EU to Release Data in December That Could Put Alli Diet Pill Sales in the Toilet!

The European Medicines Agency (EMA) -- Europe's equivalent to the FDA in the U.S. -- "will make thousands of pages of clinical trial reports public next week after pressure from drug-safety activists because of suicide risks linked to Sanofi-Aventis SA’s failed diet pill Acomplia," according to this report.

The data will include results from clinical trial reports on three obesity drugs: Roche Holding AG’s Xenical, Abbott Laboratories' Meridia and Sanofis Acomplia. Acomplia was never approved in the U.S., and EMA pulled the drug from the market in October 2008. Abbott agreed to take Meridia off the U.S. market in October. The EMA halted sales of the 13-year-old diet pill in January. But Xenical is still available in Europe and both the EMA and FDA have allowed GSK to sell Xenical’s active ingredient, orlistat, as the non-prescription diet pill Alli.

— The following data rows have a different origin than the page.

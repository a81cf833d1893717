use std::time::Duration;

use chrono::NaiveDate;

use crate::models::LockdownEvent;

/// Country-level aggregate of the Johns Hopkins data, one row per (country, date).
pub const DATASET_URL: &str =
    "https://raw.githubusercontent.com/datasets/covid-19/master/data/countries-aggregated.csv";

pub const DEFAULT_TIMEOUT: Duration = Duration::from_secs(120);

/// Name of the DuckDB table the dataset is loaded into.
pub const OBSERVATIONS_TABLE: &str = "observations";

/// Rows on or after this date are dropped from lockdown timelines.
pub const DEFAULT_CUTOFF: NaiveDate = ymd(2020, 9, 1);

/// Italy's national lockdown.
pub const ITALY_LOCKDOWN_START: NaiveDate = ymd(2020, 3, 9);

/// Germany's lockdown.
pub const GERMANY_LOCKDOWN_START: NaiveDate = ymd(2020, 3, 23);

pub fn default_cutoff() -> NaiveDate {
    DEFAULT_CUTOFF
}

pub fn italy_lockdown() -> LockdownEvent {
    LockdownEvent::new("Italy", ITALY_LOCKDOWN_START)
}

pub fn germany_lockdown() -> LockdownEvent {
    LockdownEvent::new("Germany", GERMANY_LOCKDOWN_START)
}

pub fn default_lockdowns() -> Vec<LockdownEvent> {
    vec![italy_lockdown(), germany_lockdown()]
}

// Only called in const context, so an invalid literal fails the build.
const fn ymd(year: i32, month: u32, day: u32) -> NaiveDate {
    match NaiveDate::from_ymd_opt(year, month, day) {
        Some(date) => date,
        None => panic!("invalid calendar date"),
    }
}
//! Splits one line of client input into tokens: bare words, quoted strings
//! (with backslash escapes), integers and floats, in that precedence order.
//! A hand-rolled scanner rather than a regex, since the grammar is simple
//! enough to walk directly and `Regex` isn't part of this server's
//! dependency stack.

use crate::error::BciError;
use crate::types::ParamValue;

pub fn tokenize(line: &str) -> Result<Vec<ParamValue>, BciError> {
    let chars: Vec<char> = line.chars().collect();
    let mut tokens = Vec::new();
    let mut i = 0;

    while i < chars.len() {
        while i < chars.len() && chars[i].is_whitespace() {
            i += 1;
        }
        if i >= chars.len() {
            break;
        }

        if chars[i] == '"' {
            i += 1;
            let mut value = String::new();
            while i < chars.len() && chars[i] != '"' {
                if chars[i] == '\\' && i + 1 < chars.len() {
                    value.push(chars[i + 1]);
                    i += 2;
                } else {
                    value.push(chars[i]);
                    i += 1;
                }
            }
            if i >= chars.len() {
                return Err(BciError::protocol(1, "unterminated quoted string"));
            }
            i += 1;
            tokens.push(ParamValue::Str(value));
            continue;
        }

        let start = i;
        while i < chars.len() && !chars[i].is_whitespace() {
            i += 1;
        }
        let word: String = chars[start..i].iter().collect();

        if let Ok(n) = word.parse::<i64>() {
            tokens.push(ParamValue::Int(n));
        } else if let Ok(f) = word.parse::<f64>() {
            tokens.push(ParamValue::Float(f));
        } else {
            tokens.push(ParamValue::Str(word));
        }
    }

    Ok(tokens)
}

#[cfg(test)]
mod tests {
    use super::*;

    #[test]
    fn tokenizes_bare_words_ints_and_floats() {
        let tokens = tokenize("device set emulator 42 -3.5").unwrap();
        assert_eq!(
            tokens,
            vec![
                ParamValue::Str("device".to_string()),
                ParamValue::Str("set".to_string()),
                ParamValue::Str("emulator".to_string()),
                ParamValue::Int(42),
                ParamValue::Float(-3.5),
            ]
        );
    }

    #[test]
    fn tokenizes_quoted_strings_with_escapes() {
        let tokens = tokenize(r#"marker trigger 7 "say \"hi\"""#).unwrap();
        assert_eq!(tokens[3], ParamValue::Str("say \"hi\"".to_string()));
    }

    #[test]
    fn rejects_unterminated_quote() {
        assert!(tokenize("device set \"oops").is_err());
    }
}
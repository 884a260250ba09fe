use config::{Config, ConfigError, Environment, File};
use serde::{Deserialize, Serialize};
use std::path::Path;

use crate::types::TimingMode;

/// Layered server configuration: built-in defaults, optional config file,
/// then `BCISERVER__`-prefixed environment variables, in that order of
/// increasing precedence.
#[derive(Debug, Deserialize, Serialize, Clone)]
pub struct AppConfig {
    pub server: ServerConfig,
    pub device: DeviceConfig,
    pub recorder: RecorderConfig,
    pub logging: LoggingConfig,
}

#[derive(Debug, Deserialize, Serialize, Clone)]
pub struct ServerConfig {
    pub bind_addr: String,
    pub port: u16,
}

#[derive(Debug, Deserialize, Serialize, Clone)]
pub struct DeviceConfig {
    pub default_device: String,
    pub calibration_time_secs: f64,
}

#[derive(Debug, Deserialize, Serialize, Clone)]
pub struct RecorderConfig {
    pub ring_buffers: usize,
    pub ring_buffer_bytes: usize,
    pub default_timing_mode: TimingMode,
    pub default_buffer_size_seconds: f64,
}

#[derive(Debug, Deserialize, Serialize, Clone)]
pub struct LoggingConfig {
    pub log_path: String,
    pub log_level: String,
    pub diagnostic_logging: bool,
}

impl Default for AppConfig {
    fn default() -> Self {
        Self {
            server: ServerConfig::default(),
            device: DeviceConfig::default(),
            recorder: RecorderConfig::default(),
            logging: LoggingConfig::default(),
        }
    }
}

impl Default for ServerConfig {
    fn default() -> Self {
        Self {
            bind_addr: "0.0.0.0".to_string(),
            port: 9000,
        }
    }
}

impl Default for DeviceConfig {
    fn default() -> Self {
        Self {
            default_device: "emulator".to_string(),
            calibration_time_secs: 10.0,
        }
    }
}

impl Default for RecorderConfig {
    fn default() -> Self {
        Self {
            ring_buffers: 4,
            ring_buffer_bytes: 65536,
            default_timing_mode: TimingMode::default(),
            default_buffer_size_seconds: 0.5,
        }
    }
}

impl Default for LoggingConfig {
    fn default() -> Self {
        Self {
            log_path: "./logs".to_string(),
            log_level: "info".to_string(),
            diagnostic_logging: true,
        }
    }
}

/// Load configuration from file with layered fallbacks: built-in defaults,
/// then an explicit or conventionally-named config file, then
/// `BCISERVER__`-prefixed environment overrides (e.g.
/// `BCISERVER__SERVER__PORT=9100`).
pub fn load_config(config_path: Option<&Path>) -> Result<AppConfig, ConfigError> {
    let mut builder = Config::builder().add_source(Config::try_from(&AppConfig::default())?);

    if let Some(path) = config_path {
        if path.exists() {
            builder = builder.add_source(File::from(path));
        } else {
            return Err(ConfigError::Message(format!(
                "config file not found: {}",
                path.display()
            )));
        }
    } else {
        let possible_paths = ["bci-server.toml", "config.toml"];

        for path in &possible_paths {
            if Path::new(path).exists() {
                builder = builder.add_source(File::with_name(path));
                break;
            }
        }
    }

    builder = builder.add_source(
        Environment::with_prefix("BCISERVER")
            .separator("__")
            .try_parsing(true),
    );

    let config = builder.build()?;
    config.try_deserialize::<AppConfig>()
}

/// Load configuration with better error handling and defaults
pub fn load_config_or_default(config_path: Option<&Path>) -> AppConfig {
    match load_config(config_path) {
        Ok(config) => {
            log::info!("Configuration loaded successfully");
            config
        }
        Err(e) => {
            log::warn!("Failed to load config ({}), using defaults", e);
            AppConfig::default()
        }
    }
}

#[cfg(test)]
mod tests {
    use super::*;

    #[test]
    fn defaults_match_reference_values() {
        let config = AppConfig::default();
        assert_eq!(config.server.port, 9000);
        assert_eq!(config.recorder.ring_buffers, 4);
        assert_eq!(config.device.calibration_time_secs, 10.0);
    }

    #[test]
    fn missing_explicit_config_file_is_an_error() {
        let err = load_config(Some(Path::new("/nonexistent/path.toml"))).unwrap_err();
        assert!(matches!(err, ConfigError::Message(_)));
    }

    #[test]
    fn env_override_wins_over_defaults() {
        std::env::set_var("BCISERVER__SERVER__PORT", "9500");
        let config = load_config(None).unwrap();
        assert_eq!(config.server.port, 9500);
        std::env::remove_var("BCISERVER__SERVER__PORT");
    }
}
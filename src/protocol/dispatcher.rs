//! Per-category command dispatch: one parse routine per command category
//! (device, classifier, mode, marker). The dispatcher only knows how to walk
//! a token queue and call back into a
//! `CommandContext`; the Engine is the concrete implementation, so this
//! module stays ignorant of Recorder/ClassifierStateMachine/Device types.

use std::collections::VecDeque;
use std::time::{SystemTime, UNIX_EPOCH};

use crate::error::BciError;
use crate::types::ParamValue;

use super::encode::encode_list;

/// The operations a parsed command may need to perform against the running
/// server. Implemented by the Engine.
pub trait CommandContext {
    fn list_devices(&self) -> Vec<String>;
    fn set_device(&self, name: &str) -> Result<(), BciError>;
    fn open_device(&self) -> Result<(), BciError>;
    fn set_device_parameter(&self, name: &str, values: Vec<ParamValue>) -> Result<(), BciError>;
    fn get_device_parameter(&self, name: &str) -> Result<ParamValue, BciError>;

    fn list_classifiers(&self) -> Vec<String>;
    fn set_classifier(&self, name: &str) -> Result<(), BciError>;
    fn set_classifier_parameter(&self, name: &str, values: Vec<ParamValue>) -> Result<(), BciError>;
    fn get_classifier_parameter(&self, name: &str) -> Result<ParamValue, BciError>;

    fn set_mode(&self, mode: &str) -> Result<(), BciError>;
    fn get_mode(&self) -> Result<String, BciError>;

    fn set_marker(&self, code: i32, kind: &str, timestamp: f64) -> Result<(), BciError>;
}

type Tokens = VecDeque<ParamValue>;

fn pop_str(tokens: &mut Tokens) -> Option<String> {
    match tokens.pop_front() {
        Some(ParamValue::Str(s)) => Some(s),
        _ => None,
    }
}

fn peek_is_str(tokens: &Tokens, index: usize) -> bool {
    matches!(tokens.get(index), Some(ParamValue::Str(_)))
}

/// Parses and executes one already-tokenized line, returning every line that
/// should be sent back to the client. A malformed or rejected command yields
/// a single `ERROR <code> "<message>"` line instead of an `Err`, since every
/// failure mode here is a normal, recoverable protocol condition rather than
/// a server fault.
pub fn dispatch(ctx: &dyn CommandContext, mut tokens: Tokens) -> Vec<String> {
    match dispatch_inner(ctx, &mut tokens) {
        Ok(lines) => lines,
        Err(e) => vec![format!("ERROR {} \"{}\"", e.code(), e.message())],
    }
}

fn dispatch_inner(ctx: &dyn CommandContext, tokens: &mut Tokens) -> Result<Vec<String>, BciError> {
    if !peek_is_str(tokens, 0) {
        return Err(BciError::protocol(1, "Please specify command category"));
    }
    let category = pop_str(tokens).unwrap().to_ascii_lowercase();

    match category.as_str() {
        "ping" => Ok(vec!["PONG".to_string()]),
        "device" => dispatch_device(ctx, tokens),
        "classifier" => dispatch_classifier(ctx, tokens),
        "mode" => dispatch_mode(ctx, tokens),
        "marker" => dispatch_marker(ctx, tokens),
        _ => Err(BciError::protocol(1, "Unknown command category")),
    }
}

fn dispatch_device(ctx: &dyn CommandContext, tokens: &mut Tokens) -> Result<Vec<String>, BciError> {
    if !peek_is_str(tokens, 0) {
        return Err(BciError::protocol(101, "Please specify device command"));
    }
    let command = pop_str(tokens).unwrap().to_ascii_lowercase();

    match command.as_str() {
        "get" => {
            let names = ctx
                .list_devices()
                .into_iter()
                .map(ParamValue::Str)
                .collect::<Vec<_>>();
            Ok(vec![format!("DEVICE PROVIDE {}", encode_list(&names))])
        }
        "set" => {
            if !peek_is_str(tokens, 0) {
                return Err(BciError::protocol(102, "Please specify device to set"));
            }
            let name = pop_str(tokens).unwrap();
            ctx.set_device(&name)?;
            Ok(vec![])
        }
        "param" => {
            if !peek_is_str(tokens, 0) {
                return Err(BciError::protocol(103, "Please specify parameter operation"));
            }
            if !peek_is_str(tokens, 1) {
                return Err(BciError::protocol(104, "Please specify parameter name"));
            }
            let operation = pop_str(tokens).unwrap().to_ascii_lowercase();
            let name = pop_str(tokens).unwrap().to_ascii_lowercase();

            match operation.as_str() {
                "set" => {
                    if tokens.is_empty() {
                        return Err(BciError::protocol(105, "Please specify parameter value(s)"));
                    }
                    let values: Vec<ParamValue> = tokens.drain(..).collect();
                    ctx.set_device_parameter(&name, values)?;
                    Ok(vec![])
                }
                "get" => {
                    let value = ctx.get_device_parameter(&name)?;
                    Ok(vec![format!(
                        "DEVICE PARAM PROVIDE \"{name}\" {}",
                        encode_list(std::slice::from_ref(&value))
                    )])
                }
                _ => Ok(vec![]),
            }
        }
        "open" => {
            ctx.open_device()?;
            Ok(vec![])
        }
        _ => Err(BciError::protocol(101, "Unknown device command")),
    }
}

fn dispatch_classifier(ctx: &dyn CommandContext, tokens: &mut Tokens) -> Result<Vec<String>, BciError> {
    if !peek_is_str(tokens, 0) {
        return Err(BciError::protocol(201, "Please specify classifier command"));
    }
    let command = pop_str(tokens).unwrap().to_ascii_lowercase();

    match command.as_str() {
        "get" => {
            let names = ctx
                .list_classifiers()
                .into_iter()
                .map(ParamValue::Str)
                .collect::<Vec<_>>();
            Ok(vec![format!("CLASSIFIER PROVIDE {}", encode_list(&names))])
        }
        "set" => {
            if !peek_is_str(tokens, 0) {
                return Err(BciError::protocol(202, "Please specify classifier to set"));
            }
            let name = pop_str(tokens).unwrap();
            ctx.set_classifier(&name)?;
            Ok(vec![])
        }
        "param" => {
            if !peek_is_str(tokens, 0) {
                return Err(BciError::protocol(203, "Please specify parameter operation"));
            }
            if !peek_is_str(tokens, 1) {
                return Err(BciError::protocol(204, "Please specify parameter name"));
            }
            let operation = pop_str(tokens).unwrap().to_ascii_lowercase();
            let name = pop_str(tokens).unwrap().to_ascii_lowercase();

            match operation.as_str() {
                "set" => {
                    if tokens.is_empty() {
                        return Err(BciError::protocol(205, "Please specify parameter value(s)"));
                    }
                    let values: Vec<ParamValue> = tokens.drain(..).collect();
                    ctx.set_classifier_parameter(&name, values)?;
                    Ok(vec![])
                }
                "get" => {
                    let value = ctx.get_classifier_parameter(&name)?;
                    Ok(vec![format!(
                        "CLASSIFIER PARAM PROVIDE \"{name}\" {}",
                        encode_list(std::slice::from_ref(&value))
                    )])
                }
                _ => Err(BciError::protocol(201, "Unknown classifier command")),
            }
        }
        _ => Err(BciError::protocol(201, "Unknown classifier command")),
    }
}

fn dispatch_mode(ctx: &dyn CommandContext, tokens: &mut Tokens) -> Result<Vec<String>, BciError> {
    if !peek_is_str(tokens, 0) {
        return Err(BciError::protocol(301, "Please specify mode command"));
    }
    let command = pop_str(tokens).unwrap().to_ascii_lowercase();

    match command.as_str() {
        "set" => {
            if !peek_is_str(tokens, 0) {
                return Err(BciError::protocol(302, "Please specify mode to set"));
            }
            let mode = pop_str(tokens).unwrap();
            ctx.set_mode(&mode)?;
            Ok(vec![])
        }
        "get" => Ok(vec![format!("MODE PROVIDE \"{}\"", ctx.get_mode()?)]),
        _ => Err(BciError::protocol(301, "Unknown mode command")),
    }
}

fn dispatch_marker(ctx: &dyn CommandContext, tokens: &mut Tokens) -> Result<Vec<String>, BciError> {
    if tokens.len() < 2 {
        return Err(BciError::protocol(401, "Please specify both a marker code and type"));
    }

    let kind = pop_str(tokens).ok_or_else(|| BciError::protocol(402, "Unknown marker type"))?;
    if kind != "trigger" && kind != "switch" {
        return Err(BciError::protocol(402, "Unknown marker type"));
    }

    let code = match tokens.pop_front() {
        Some(ParamValue::Int(n)) => n as i32,
        _ => return Err(BciError::protocol(401, "Please specify an integer marker code")),
    };

    let timestamp = match tokens.pop_front() {
        Some(ParamValue::Float(f)) => f,
        Some(ParamValue::Int(n)) => n as f64,
        Some(_) => return Err(BciError::protocol(403, "Invalid timestamp")),
        None => SystemTime::now()
            .duration_since(UNIX_EPOCH)
            .unwrap_or_default()
            .as_secs_f64(),
    };

    ctx.set_marker(code, &kind, timestamp)?;
    Ok(vec![])
}

#[cfg(test)]
mod tests {
    use super::*;
    use std::cell::RefCell;

    #[derive(Default)]
    struct MockCtx {
        markers: RefCell<Vec<(i32, String, f64)>>,
        mode: RefCell<String>,
    }

    impl CommandContext for MockCtx {
        fn list_devices(&self) -> Vec<String> {
            vec!["emulator".to_string()]
        }
        fn set_device(&self, _name: &str) -> Result<(), BciError> {
            Ok(())
        }
        fn open_device(&self) -> Result<(), BciError> {
            Ok(())
        }
        fn set_device_parameter(&self, _name: &str, _values: Vec<ParamValue>) -> Result<(), BciError> {
            Ok(())
        }
        fn get_device_parameter(&self, _name: &str) -> Result<ParamValue, BciError> {
            Ok(ParamValue::Int(1))
        }
        fn list_classifiers(&self) -> Vec<String> {
            vec!["boundary".to_string()]
        }
        fn set_classifier(&self, _name: &str) -> Result<(), BciError> {
            Ok(())
        }
        fn set_classifier_parameter(&self, _name: &str, _values: Vec<ParamValue>) -> Result<(), BciError> {
            Ok(())
        }
        fn get_classifier_parameter(&self, _name: &str) -> Result<ParamValue, BciError> {
            Ok(ParamValue::Float(0.5))
        }
        fn set_mode(&self, mode: &str) -> Result<(), BciError> {
            *self.mode.borrow_mut() = mode.to_string();
            Ok(())
        }
        fn get_mode(&self) -> Result<String, BciError> {
            Ok(self.mode.borrow().clone())
        }
        fn set_marker(&self, code: i32, kind: &str, timestamp: f64) -> Result<(), BciError> {
            self.markers.borrow_mut().push((code, kind.to_string(), timestamp));
            Ok(())
        }
    }

    fn tok(words: &[ParamValue]) -> Tokens {
        words.iter().cloned().collect()
    }

    #[test]
    fn ping_replies_pong() {
        let ctx = MockCtx::default();
        let lines = dispatch(&ctx, tok(&[ParamValue::Str("ping".to_string())]));
        assert_eq!(lines, vec!["PONG".to_string()]);
    }

    #[test]
    fn device_get_lists_devices() {
        let ctx = MockCtx::default();
        let lines = dispatch(
            &ctx,
            tok(&[ParamValue::Str("device".to_string()), ParamValue::Str("get".to_string())]),
        );
        assert_eq!(lines, vec!["DEVICE PROVIDE \"emulator\"".to_string()]);
    }

    #[test]
    fn unknown_category_yields_coded_error() {
        let ctx = MockCtx::default();
        let lines = dispatch(&ctx, tok(&[ParamValue::Str("bogus".to_string())]));
        assert_eq!(lines, vec!["ERROR 1 \"Unknown command category\"".to_string()]);
    }

    #[test]
    fn marker_without_timestamp_uses_current_time() {
        let ctx = MockCtx::default();
        let lines = dispatch(
            &ctx,
            tok(&[
                ParamValue::Str("marker".to_string()),
                ParamValue::Str("trigger".to_string()),
                ParamValue::Int(7),
            ]),
        );
        assert!(lines.is_empty());
        assert_eq!(ctx.markers.borrow()[0].0, 7);
        assert_eq!(ctx.markers.borrow()[0].1, "trigger");
    }

    #[test]
    fn marker_rejects_unknown_type() {
        let ctx = MockCtx::default();
        let lines = dispatch(
            &ctx,
            tok(&[
                ParamValue::Str("marker".to_string()),
                ParamValue::Str("bogus".to_string()),
                ParamValue::Int(7),
            ]),
        );
        assert_eq!(lines, vec!["ERROR 402 \"Unknown marker type\"".to_string()]);
    }

    #[test]
    fn mode_get_reports_current_mode() {
        let ctx = MockCtx::default();
        *ctx.mode.borrow_mut() = "idle".to_string();
        let lines = dispatch(
            &ctx,
            tok(&[ParamValue::Str("mode".to_string()), ParamValue::Str("get".to_string())]),
        );
        assert_eq!(lines, vec!["MODE PROVIDE \"idle\"".to_string()]);
    }
}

Who knows what will come to light when this data is released. Anders Joergesen, a researcher at the Copenhagen-based Nordic Cochrane Centre, which called for the release of the data, said "It's a very detailed report describing the benefits and harms, more detail than is available for example in medical journals. The medical journal's report is about 10-15 pages, maybe less, and these consist of 100, 200, 300 pages per trial. Let's see what we get," said Joergesen, "because it may be fully redacted and a blank sheet."

After analysis of the diet drug clinical trail data, Joergesen and colleagues may do for Xenical and Alli what Cleveland Clinic's Dr. Steven Nissen did for Avandia -- ie, put sales in the toilet, exactly where Alli's "treatment effects" end up (sometimes; see "Alli Oops! I Just Pooped Myself!" and "Alli Newspeak: Oily Spotting is 'Treatment Effect'").